[Activity]
Look through the records that follow. Copy every line containing the word "impl".

[Listed records]
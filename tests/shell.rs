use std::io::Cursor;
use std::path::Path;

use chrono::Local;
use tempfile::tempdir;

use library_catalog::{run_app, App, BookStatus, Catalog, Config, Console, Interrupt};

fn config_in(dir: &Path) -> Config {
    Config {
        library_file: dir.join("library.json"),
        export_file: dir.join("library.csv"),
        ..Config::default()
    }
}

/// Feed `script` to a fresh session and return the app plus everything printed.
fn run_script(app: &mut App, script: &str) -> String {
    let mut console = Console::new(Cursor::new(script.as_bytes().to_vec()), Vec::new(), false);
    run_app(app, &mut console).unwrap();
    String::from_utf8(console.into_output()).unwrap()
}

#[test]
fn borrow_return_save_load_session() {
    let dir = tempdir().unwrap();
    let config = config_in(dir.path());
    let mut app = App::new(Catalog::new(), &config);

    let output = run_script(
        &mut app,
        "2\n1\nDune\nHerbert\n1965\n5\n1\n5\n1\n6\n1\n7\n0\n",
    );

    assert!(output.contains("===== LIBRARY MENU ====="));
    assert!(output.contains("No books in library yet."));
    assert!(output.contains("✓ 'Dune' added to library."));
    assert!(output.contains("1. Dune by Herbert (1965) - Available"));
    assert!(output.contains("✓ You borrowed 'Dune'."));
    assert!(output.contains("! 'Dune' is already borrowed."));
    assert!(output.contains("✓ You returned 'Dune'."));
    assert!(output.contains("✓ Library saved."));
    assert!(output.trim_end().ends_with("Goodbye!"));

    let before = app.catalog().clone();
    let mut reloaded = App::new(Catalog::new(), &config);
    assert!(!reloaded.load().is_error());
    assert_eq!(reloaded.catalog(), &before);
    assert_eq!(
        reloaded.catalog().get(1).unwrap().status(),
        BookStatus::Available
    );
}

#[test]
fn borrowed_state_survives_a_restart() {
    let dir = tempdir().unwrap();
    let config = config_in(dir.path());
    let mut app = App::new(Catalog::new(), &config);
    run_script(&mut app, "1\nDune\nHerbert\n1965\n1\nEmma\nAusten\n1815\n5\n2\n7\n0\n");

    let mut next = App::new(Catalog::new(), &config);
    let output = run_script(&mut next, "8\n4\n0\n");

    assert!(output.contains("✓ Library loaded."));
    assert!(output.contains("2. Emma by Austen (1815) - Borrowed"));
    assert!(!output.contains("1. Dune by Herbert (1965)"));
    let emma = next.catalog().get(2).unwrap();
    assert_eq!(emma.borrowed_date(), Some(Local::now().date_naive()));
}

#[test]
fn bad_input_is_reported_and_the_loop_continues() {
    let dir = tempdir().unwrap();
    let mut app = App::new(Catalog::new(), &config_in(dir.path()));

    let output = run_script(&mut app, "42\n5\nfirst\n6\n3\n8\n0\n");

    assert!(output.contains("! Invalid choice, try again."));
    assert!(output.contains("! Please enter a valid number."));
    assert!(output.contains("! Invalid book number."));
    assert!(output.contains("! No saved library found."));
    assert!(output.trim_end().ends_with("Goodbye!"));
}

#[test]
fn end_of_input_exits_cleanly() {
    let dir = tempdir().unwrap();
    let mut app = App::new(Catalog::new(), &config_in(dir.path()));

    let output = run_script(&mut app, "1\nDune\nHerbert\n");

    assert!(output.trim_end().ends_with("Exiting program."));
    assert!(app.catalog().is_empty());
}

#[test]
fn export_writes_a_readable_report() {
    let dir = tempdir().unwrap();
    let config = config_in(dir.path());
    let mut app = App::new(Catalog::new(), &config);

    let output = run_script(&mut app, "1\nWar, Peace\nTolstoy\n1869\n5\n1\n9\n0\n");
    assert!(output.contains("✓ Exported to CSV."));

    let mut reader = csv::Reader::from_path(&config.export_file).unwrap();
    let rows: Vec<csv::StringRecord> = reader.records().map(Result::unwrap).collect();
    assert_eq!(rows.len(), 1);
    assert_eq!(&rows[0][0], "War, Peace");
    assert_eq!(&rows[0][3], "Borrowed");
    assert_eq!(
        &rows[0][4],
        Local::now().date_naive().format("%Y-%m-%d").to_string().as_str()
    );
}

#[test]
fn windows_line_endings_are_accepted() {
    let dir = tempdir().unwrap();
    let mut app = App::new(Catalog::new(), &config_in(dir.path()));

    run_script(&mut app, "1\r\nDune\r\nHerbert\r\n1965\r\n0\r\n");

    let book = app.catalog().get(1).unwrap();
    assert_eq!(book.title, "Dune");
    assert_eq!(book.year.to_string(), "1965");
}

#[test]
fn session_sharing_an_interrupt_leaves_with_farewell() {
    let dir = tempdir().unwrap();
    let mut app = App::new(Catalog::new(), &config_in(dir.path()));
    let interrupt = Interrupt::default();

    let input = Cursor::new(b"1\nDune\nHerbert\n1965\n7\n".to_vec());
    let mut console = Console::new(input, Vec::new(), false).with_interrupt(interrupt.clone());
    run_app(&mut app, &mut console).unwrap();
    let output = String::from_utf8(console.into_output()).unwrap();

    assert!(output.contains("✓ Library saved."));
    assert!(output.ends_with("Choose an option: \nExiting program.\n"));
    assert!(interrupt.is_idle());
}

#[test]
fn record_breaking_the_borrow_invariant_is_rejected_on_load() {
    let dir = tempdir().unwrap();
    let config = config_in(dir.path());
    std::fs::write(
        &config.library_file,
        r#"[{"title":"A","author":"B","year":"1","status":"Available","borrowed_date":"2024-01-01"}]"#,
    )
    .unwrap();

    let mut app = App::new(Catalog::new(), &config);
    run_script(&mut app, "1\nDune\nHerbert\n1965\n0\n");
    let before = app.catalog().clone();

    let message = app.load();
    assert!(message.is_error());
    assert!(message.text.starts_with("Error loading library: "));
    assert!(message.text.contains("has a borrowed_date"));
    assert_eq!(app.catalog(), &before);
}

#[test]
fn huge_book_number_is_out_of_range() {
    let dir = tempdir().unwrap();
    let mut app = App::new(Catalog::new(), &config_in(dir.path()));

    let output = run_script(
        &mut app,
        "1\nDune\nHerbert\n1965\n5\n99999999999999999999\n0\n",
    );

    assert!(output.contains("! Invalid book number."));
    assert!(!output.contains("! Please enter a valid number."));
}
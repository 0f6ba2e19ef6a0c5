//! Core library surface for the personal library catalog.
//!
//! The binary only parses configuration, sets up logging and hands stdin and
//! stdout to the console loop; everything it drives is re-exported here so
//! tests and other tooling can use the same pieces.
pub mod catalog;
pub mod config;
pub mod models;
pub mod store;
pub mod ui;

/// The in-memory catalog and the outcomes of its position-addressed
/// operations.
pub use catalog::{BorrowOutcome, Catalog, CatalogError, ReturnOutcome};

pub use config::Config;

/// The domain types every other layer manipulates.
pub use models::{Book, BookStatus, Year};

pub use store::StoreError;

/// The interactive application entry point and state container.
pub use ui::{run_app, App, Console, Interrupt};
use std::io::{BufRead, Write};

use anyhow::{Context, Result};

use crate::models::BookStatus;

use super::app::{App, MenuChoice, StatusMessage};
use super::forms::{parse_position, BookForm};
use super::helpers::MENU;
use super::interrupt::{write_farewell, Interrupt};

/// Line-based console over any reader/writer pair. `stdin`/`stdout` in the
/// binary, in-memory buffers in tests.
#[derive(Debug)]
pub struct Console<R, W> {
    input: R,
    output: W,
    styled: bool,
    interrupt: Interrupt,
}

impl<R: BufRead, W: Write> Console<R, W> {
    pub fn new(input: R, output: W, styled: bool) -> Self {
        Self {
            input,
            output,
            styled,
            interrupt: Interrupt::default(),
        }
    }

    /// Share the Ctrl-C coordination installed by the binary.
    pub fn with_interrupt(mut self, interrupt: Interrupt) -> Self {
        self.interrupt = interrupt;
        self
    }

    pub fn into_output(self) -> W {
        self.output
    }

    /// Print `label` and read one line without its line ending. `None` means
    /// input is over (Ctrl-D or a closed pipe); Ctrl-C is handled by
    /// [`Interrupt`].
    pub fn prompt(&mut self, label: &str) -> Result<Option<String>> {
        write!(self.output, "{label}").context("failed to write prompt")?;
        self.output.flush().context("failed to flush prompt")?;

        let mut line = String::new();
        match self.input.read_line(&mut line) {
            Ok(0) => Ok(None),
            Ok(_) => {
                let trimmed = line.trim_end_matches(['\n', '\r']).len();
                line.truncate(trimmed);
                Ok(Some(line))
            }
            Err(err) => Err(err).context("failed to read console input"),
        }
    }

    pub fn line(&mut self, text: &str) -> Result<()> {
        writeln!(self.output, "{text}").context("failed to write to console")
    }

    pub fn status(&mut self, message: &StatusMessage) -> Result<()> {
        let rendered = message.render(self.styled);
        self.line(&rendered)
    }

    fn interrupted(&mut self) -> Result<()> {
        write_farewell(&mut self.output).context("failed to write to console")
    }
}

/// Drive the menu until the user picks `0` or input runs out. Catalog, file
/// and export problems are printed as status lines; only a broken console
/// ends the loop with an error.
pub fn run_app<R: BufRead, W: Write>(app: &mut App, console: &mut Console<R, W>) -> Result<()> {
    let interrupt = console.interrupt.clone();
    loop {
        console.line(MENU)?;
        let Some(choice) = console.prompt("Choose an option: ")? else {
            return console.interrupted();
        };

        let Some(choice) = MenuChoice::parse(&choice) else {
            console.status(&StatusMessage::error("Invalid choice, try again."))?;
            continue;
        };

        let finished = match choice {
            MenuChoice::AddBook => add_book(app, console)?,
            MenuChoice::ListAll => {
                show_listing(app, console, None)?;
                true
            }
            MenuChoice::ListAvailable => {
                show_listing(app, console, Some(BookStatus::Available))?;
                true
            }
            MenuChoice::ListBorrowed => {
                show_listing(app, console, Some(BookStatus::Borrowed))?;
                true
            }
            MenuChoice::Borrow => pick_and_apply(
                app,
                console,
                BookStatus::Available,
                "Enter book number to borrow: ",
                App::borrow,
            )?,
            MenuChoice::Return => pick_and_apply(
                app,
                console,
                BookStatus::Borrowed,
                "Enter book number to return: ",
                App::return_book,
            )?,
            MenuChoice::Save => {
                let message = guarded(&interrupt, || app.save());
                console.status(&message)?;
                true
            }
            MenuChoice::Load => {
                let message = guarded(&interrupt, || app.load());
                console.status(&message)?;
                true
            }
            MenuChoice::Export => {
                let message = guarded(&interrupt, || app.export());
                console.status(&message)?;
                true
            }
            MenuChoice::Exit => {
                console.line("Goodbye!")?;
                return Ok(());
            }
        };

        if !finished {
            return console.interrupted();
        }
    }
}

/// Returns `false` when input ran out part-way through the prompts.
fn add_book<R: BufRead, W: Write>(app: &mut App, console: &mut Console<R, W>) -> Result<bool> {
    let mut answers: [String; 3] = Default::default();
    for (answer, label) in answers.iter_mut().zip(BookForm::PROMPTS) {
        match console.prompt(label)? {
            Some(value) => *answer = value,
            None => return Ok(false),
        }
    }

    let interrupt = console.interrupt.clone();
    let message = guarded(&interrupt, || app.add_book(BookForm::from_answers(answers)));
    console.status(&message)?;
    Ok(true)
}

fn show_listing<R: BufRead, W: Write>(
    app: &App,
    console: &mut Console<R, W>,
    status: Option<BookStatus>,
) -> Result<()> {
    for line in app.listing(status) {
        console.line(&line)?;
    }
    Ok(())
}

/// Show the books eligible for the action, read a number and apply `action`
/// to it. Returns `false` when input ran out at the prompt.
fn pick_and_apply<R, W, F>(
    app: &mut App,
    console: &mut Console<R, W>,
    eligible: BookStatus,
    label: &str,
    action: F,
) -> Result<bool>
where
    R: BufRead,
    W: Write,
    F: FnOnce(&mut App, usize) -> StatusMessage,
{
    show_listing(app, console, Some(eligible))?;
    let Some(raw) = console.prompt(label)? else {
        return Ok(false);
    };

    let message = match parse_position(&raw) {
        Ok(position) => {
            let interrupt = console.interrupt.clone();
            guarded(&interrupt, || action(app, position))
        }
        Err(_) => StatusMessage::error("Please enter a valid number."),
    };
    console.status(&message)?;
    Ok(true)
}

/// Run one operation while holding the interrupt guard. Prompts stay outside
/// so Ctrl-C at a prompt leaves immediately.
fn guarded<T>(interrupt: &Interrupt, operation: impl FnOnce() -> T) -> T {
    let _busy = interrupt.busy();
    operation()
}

[Problem solution]
impl<R: BufRead, W: Write> Console<R, W> {
fn guarded<T>(interrupt: &Interrupt, operation: impl FnOnce() -> T) -> T {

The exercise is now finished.